=== Task inputs ===

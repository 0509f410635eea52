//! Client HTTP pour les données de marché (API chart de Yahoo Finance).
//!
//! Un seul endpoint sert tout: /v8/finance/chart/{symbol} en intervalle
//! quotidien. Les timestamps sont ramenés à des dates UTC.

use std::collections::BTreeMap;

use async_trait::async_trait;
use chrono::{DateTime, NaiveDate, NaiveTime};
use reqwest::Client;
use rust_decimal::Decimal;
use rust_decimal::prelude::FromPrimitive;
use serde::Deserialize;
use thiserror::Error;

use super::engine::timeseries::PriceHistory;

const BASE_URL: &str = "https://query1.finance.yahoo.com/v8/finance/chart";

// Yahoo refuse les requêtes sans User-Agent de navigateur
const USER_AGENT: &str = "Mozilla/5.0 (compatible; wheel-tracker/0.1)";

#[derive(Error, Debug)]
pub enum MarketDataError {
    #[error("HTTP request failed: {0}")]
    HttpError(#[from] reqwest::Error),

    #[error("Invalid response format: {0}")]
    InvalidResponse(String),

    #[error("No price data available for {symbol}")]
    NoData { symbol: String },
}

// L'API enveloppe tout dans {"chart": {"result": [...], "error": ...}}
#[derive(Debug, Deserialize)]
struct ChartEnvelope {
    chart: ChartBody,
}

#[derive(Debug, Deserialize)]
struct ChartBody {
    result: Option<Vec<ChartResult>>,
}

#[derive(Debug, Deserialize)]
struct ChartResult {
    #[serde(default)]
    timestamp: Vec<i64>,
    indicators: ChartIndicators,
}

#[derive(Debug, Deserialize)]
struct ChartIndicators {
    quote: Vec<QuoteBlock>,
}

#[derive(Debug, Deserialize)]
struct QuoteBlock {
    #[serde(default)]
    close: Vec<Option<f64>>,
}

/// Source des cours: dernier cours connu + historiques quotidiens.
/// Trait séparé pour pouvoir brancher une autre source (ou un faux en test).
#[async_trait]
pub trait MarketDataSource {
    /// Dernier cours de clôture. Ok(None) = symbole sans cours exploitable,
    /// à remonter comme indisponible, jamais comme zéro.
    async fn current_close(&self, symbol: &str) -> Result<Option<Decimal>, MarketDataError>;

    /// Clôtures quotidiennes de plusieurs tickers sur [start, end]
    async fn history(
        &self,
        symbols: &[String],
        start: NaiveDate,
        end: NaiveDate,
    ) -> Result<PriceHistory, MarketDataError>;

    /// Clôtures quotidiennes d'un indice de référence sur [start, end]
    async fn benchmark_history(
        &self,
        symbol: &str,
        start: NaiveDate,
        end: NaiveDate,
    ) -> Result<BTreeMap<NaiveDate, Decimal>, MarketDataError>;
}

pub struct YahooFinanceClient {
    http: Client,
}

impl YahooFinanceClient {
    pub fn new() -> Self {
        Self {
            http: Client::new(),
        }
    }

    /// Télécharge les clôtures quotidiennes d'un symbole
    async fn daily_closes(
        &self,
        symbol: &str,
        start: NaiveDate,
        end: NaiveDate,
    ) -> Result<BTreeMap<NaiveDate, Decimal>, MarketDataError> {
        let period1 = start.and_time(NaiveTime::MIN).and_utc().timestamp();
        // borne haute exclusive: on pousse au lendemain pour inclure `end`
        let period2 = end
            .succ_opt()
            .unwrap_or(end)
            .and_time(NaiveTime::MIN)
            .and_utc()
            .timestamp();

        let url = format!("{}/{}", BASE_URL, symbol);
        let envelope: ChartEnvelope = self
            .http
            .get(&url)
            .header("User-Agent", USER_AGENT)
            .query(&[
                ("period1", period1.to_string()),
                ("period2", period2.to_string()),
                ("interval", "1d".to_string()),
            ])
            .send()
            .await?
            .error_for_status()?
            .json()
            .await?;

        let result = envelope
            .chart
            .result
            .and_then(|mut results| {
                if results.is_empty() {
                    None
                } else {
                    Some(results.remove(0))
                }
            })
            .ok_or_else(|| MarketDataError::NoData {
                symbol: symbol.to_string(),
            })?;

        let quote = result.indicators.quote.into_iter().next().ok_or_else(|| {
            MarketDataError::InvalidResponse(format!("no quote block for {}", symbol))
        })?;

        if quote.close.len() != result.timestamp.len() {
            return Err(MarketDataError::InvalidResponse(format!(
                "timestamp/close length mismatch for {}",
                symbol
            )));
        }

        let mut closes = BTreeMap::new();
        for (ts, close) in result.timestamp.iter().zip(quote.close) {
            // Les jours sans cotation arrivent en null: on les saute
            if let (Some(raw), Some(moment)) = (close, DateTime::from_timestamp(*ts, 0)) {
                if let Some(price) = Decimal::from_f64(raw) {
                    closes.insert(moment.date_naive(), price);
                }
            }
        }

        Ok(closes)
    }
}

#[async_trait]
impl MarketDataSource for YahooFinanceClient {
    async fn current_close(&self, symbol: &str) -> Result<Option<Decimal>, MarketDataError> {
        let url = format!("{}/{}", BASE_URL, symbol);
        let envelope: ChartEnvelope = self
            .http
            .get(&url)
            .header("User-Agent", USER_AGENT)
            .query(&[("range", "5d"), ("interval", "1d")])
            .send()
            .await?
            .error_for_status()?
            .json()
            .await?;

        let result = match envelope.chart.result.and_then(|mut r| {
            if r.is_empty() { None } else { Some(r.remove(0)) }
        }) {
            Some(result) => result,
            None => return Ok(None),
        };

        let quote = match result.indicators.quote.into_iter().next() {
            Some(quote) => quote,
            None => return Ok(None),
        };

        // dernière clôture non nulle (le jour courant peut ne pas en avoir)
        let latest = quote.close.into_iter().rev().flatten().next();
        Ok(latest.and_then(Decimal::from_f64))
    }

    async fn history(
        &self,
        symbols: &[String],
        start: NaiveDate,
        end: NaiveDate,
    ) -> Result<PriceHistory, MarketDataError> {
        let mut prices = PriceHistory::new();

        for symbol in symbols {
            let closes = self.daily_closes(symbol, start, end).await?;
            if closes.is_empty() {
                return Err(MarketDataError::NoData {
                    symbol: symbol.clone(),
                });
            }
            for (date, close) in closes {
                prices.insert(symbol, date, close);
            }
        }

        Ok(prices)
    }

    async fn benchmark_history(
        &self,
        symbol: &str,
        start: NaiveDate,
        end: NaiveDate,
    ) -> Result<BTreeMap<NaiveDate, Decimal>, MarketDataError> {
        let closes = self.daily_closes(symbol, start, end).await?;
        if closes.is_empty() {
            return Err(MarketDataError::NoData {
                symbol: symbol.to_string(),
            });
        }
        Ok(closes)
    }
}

===

Required action>
State how many lines in the records above contain the word "InvalidResponse", and give only that number.

Result of this task>
3